> _EXERCISE DESCRIPTION_
Each line of the data below containing "SkipRecord" needs to be listed.

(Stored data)
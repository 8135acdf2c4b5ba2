// Similarity scoring over concatenated feature vectors.

pub mod cosine;
pub mod similarity;

pub use similarity::{score, score_files, ScoreReport, SkipRecord};
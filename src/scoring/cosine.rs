// Cosine similarity over zero-padded vectors.
//
// Word vectors differ in length whenever the two words have a different
// number of phonemes (or the tables a different feature count). The shorter
// vector is treated as if right-padded with zeros:
//
//   cos = (a · b) / (|a| * |b|)
//
// Padding adds nothing to the dot product or to either norm, so it is
// applied implicitly by zipping over the common prefix.

/// Cosine similarity of two vectors, zero-padding the shorter one.
///
/// Returns NaN when either vector has zero magnitude (including empty
/// vectors): the similarity is undefined there and callers treat it the same
/// way as a skipped pair.
pub fn cosine_similarity(a: &[f64], b: &[f64]) -> f64 {
    let dot: f64 = a.iter().zip(b.iter()).map(|(x, y)| x * y).sum();
    let mag_a: f64 = a.iter().map(|x| x * x).sum::<f64>().sqrt();
    let mag_b: f64 = b.iter().map(|x| x * x).sum::<f64>().sqrt();

    let denom = mag_a * mag_b;
    if denom == 0.0 {
        return f64::NAN;
    }
    // Rounding can push identical vectors a hair past 1.0
    (dot / denom).clamp(-1.0, 1.0)
}

/// Right-pad `v` with zeros up to `len`. Vectors already at least that long
/// are returned unchanged.
pub fn zero_pad(mut v: Vec<f64>, len: usize) -> Vec<f64> {
    if v.len() < len {
        v.resize(len, 0.0);
    }
    v
}
use std::path::PathBuf;

use anyhow::Result;
use clap::Parser;
use tracing::info;
use tracing_subscriber::EnvFilter;

use disc_similarity::config::{Config, DEFAULT_LOG_FILTER};
use disc_similarity::features::{FeatureTable, Language};
use disc_similarity::input::{self, Encoding};
use disc_similarity::output::{skip_log, table, terminal};
use disc_similarity::scoring;

/// Compute cosine similarity between paired Dutch and German DISC transcriptions.
///
/// Each phoneme is mapped to a phonological feature vector, the vectors of a
/// word are concatenated, and the German and Dutch word vectors are compared
/// after zero-padding to equal length.
#[derive(Parser)]
#[command(
    name = "disc-similarity",
    version,
    about,
    after_help = "Examples:\n  \
        # CSV mode (single file with paired words)\n  \
        disc-similarity wordlist.csv --sep \";\" --encoding latin-1 -o output.tsv\n\n  \
        # Two-file mode (one DISC transcription per line, paired by line number)\n  \
        disc-similarity de_transcriptions.txt nl_transcriptions.txt -o results.tsv"
)]
struct Cli {
    /// CSV/TSV file with paired words, or first DISC transcription file
    input_file: PathBuf,

    /// Second DISC transcription file (one per line, paired by line number)
    input_file_2: Option<PathBuf>,

    /// CSV separator
    #[arg(long, default_value = ";")]
    sep: String,

    /// Column name for German DISC strings
    #[arg(long, default_value = "PhonStrsDISC_DE")]
    col_de: String,

    /// Column name for Dutch DISC strings
    #[arg(long, default_value = "PhonStrsDISC_NL")]
    col_nl: String,

    /// Input file encoding, latin-1 or utf-8 (default: latin-1 for CSV mode,
    /// utf-8 for two-file mode)
    #[arg(long)]
    encoding: Option<Encoding>,

    /// Path to German feature matrix (default: built-in table)
    #[arg(long)]
    feature_de: Option<PathBuf>,

    /// Path to Dutch feature matrix (default: built-in table)
    #[arg(long)]
    feature_nl: Option<PathBuf>,

    /// Output separator
    #[arg(long, default_value = "\t", hide_default_value = true)]
    output_sep: String,

    /// Output file path (default: <input_stem>_with_similarity.tsv)
    #[arg(short, long)]
    output: Option<PathBuf>,
}

fn main() -> Result<()> {
    // Load .env file if present (silently ignore if missing)
    let _ = dotenvy::dotenv();
    let config = Config::load();

    // Logs go to stderr; stdout carries the user-facing messages
    tracing_subscriber::fmt()
        .with_env_filter(
            EnvFilter::try_new(&config.log_filter)
                .unwrap_or_else(|_| EnvFilter::new(DEFAULT_LOG_FILTER)),
        )
        .with_writer(std::io::stderr)
        .init();

    let cli = Cli::parse();

    let output_sep = input::parse_separator(&cli.output_sep)?;

    // Tables first: a broken table aborts before any input is read
    let german_table = FeatureTable::load_or_builtin(
        Config::resolve_feature_path(cli.feature_de, &config.feature_de).as_deref(),
        Language::German,
    )?;
    let dutch_table = FeatureTable::load_or_builtin(
        Config::resolve_feature_path(cli.feature_nl, &config.feature_nl).as_deref(),
        Language::Dutch,
    )?;

    let paired = match &cli.input_file_2 {
        None => {
            let sep = input::parse_separator(&cli.sep)?;
            input::read_paired_table(
                &cli.input_file,
                sep,
                cli.encoding.unwrap_or(Encoding::PAIRED_TABLE_DEFAULT),
                &cli.col_de,
                &cli.col_nl,
            )?
        }
        Some(second) => input::read_line_files(
            &cli.input_file,
            second,
            cli.encoding.unwrap_or(Encoding::LINE_FILES_DEFAULT),
            &cli.col_de,
            &cli.col_nl,
        )?,
    };

    info!(pairs = paired.len(), "Scoring transcription pairs");
    let report = scoring::score(&paired.german, &paired.dutch, &german_table, &dutch_table);

    let output_path = cli
        .output
        .unwrap_or_else(|| table::default_output_path(&cli.input_file));
    table::write_scores(&output_path, &paired, &report.scores, output_sep)?;
    println!("Output written to {}", output_path.display());

    terminal::print_summary(&report);

    if !report.skipped.is_empty() {
        let log_path = skip_log::skip_log_path(&output_path);
        terminal::print_skipped(&report.skipped);
        skip_log::write_skip_log(&log_path, &report.skipped)?;
        println!("Log written to {}", log_path.display());
    }

    Ok(())
}
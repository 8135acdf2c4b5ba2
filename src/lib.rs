// disc-similarity: phonetic feature similarity between German and Dutch
// DISC transcriptions.
//
// This is the library root. `features` and `scoring` are the core; `input`,
// `output` and `config` are the glue the command-line tool is built from.

pub mod config;
pub mod features;
pub mod input;
pub mod output;
pub mod scoring;

pub use features::{FeatureTable, Language};
pub use scoring::{score, score_files, ScoreReport, SkipRecord};
//! Parsed CQL statements

use crate::error::Result;

use super::{Identifier, KeyspaceProperties, TableProperties};

/// A statement supported by the converter.
///
/// Constructors validate the property payload, so a `Statement` value is
/// always structurally sound.
#[derive(Debug, Clone, PartialEq, Eq)]
pub enum Statement {
    Use(UseStatement),
    CreateKeyspace(CreateKeyspaceStatement),
    CreateTable(CreateTableStatement),
}

/// `USE ks`
#[derive(Debug, Clone, PartialEq, Eq)]
pub struct UseStatement {
    pub keyspace: Identifier,
}

/// `CREATE KEYSPACE [IF NOT EXISTS] ks WITH ...`
#[derive(Debug, Clone, PartialEq, Eq)]
pub struct CreateKeyspaceStatement {
    pub keyspace: Identifier,
    pub if_not_exists: bool,
    pub properties: KeyspaceProperties,
}

/// `CREATE TABLE [IF NOT EXISTS] [ks.]name (...) [WITH ...]`
#[derive(Debug, Clone, PartialEq, Eq)]
pub struct CreateTableStatement {
    pub keyspace: Option<Identifier>,
    pub table: Identifier,
    pub if_not_exists: bool,
    pub properties: TableProperties,
}

impl Statement {
    pub fn use_keyspace(keyspace: Identifier) -> Self {
        Statement::Use(UseStatement { keyspace })
    }

    pub fn create_keyspace(
        keyspace: Identifier,
        if_not_exists: bool,
        properties: KeyspaceProperties,
    ) -> Result<Self> {
        properties.validate()?;
        Ok(Statement::CreateKeyspace(CreateKeyspaceStatement {
            keyspace,
            if_not_exists,
            properties,
        }))
    }

    pub fn create_table(
        keyspace: Option<Identifier>,
        table: Identifier,
        if_not_exists: bool,
        properties: TableProperties,
    ) -> Result<Self> {
        properties.validate()?;
        Ok(Statement::CreateTable(CreateTableStatement {
            keyspace,
            table,
            if_not_exists,
            properties,
        }))
    }

    /// Short description used in log output
    pub fn describe(&self) -> String {
        match self {
            Statement::Use(s) => format!("USE '{}'", s.keyspace),
            Statement::CreateKeyspace(s) => format!("CREATE KEYSPACE '{}'", s.keyspace),
            Statement::CreateTable(s) => match &s.keyspace {
                Some(keyspace) => format!("CREATE TABLE '{}.{}'", keyspace, s.table),
                None => format!("CREATE TABLE '{}'", s.table),
            },
        }
    }
}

> _OUTPUT OF THE TASK_
pub use similarity::{score, score_files, ScoreReport, SkipRecord};
pub use scoring::{score, score_files, ScoreReport, SkipRecord};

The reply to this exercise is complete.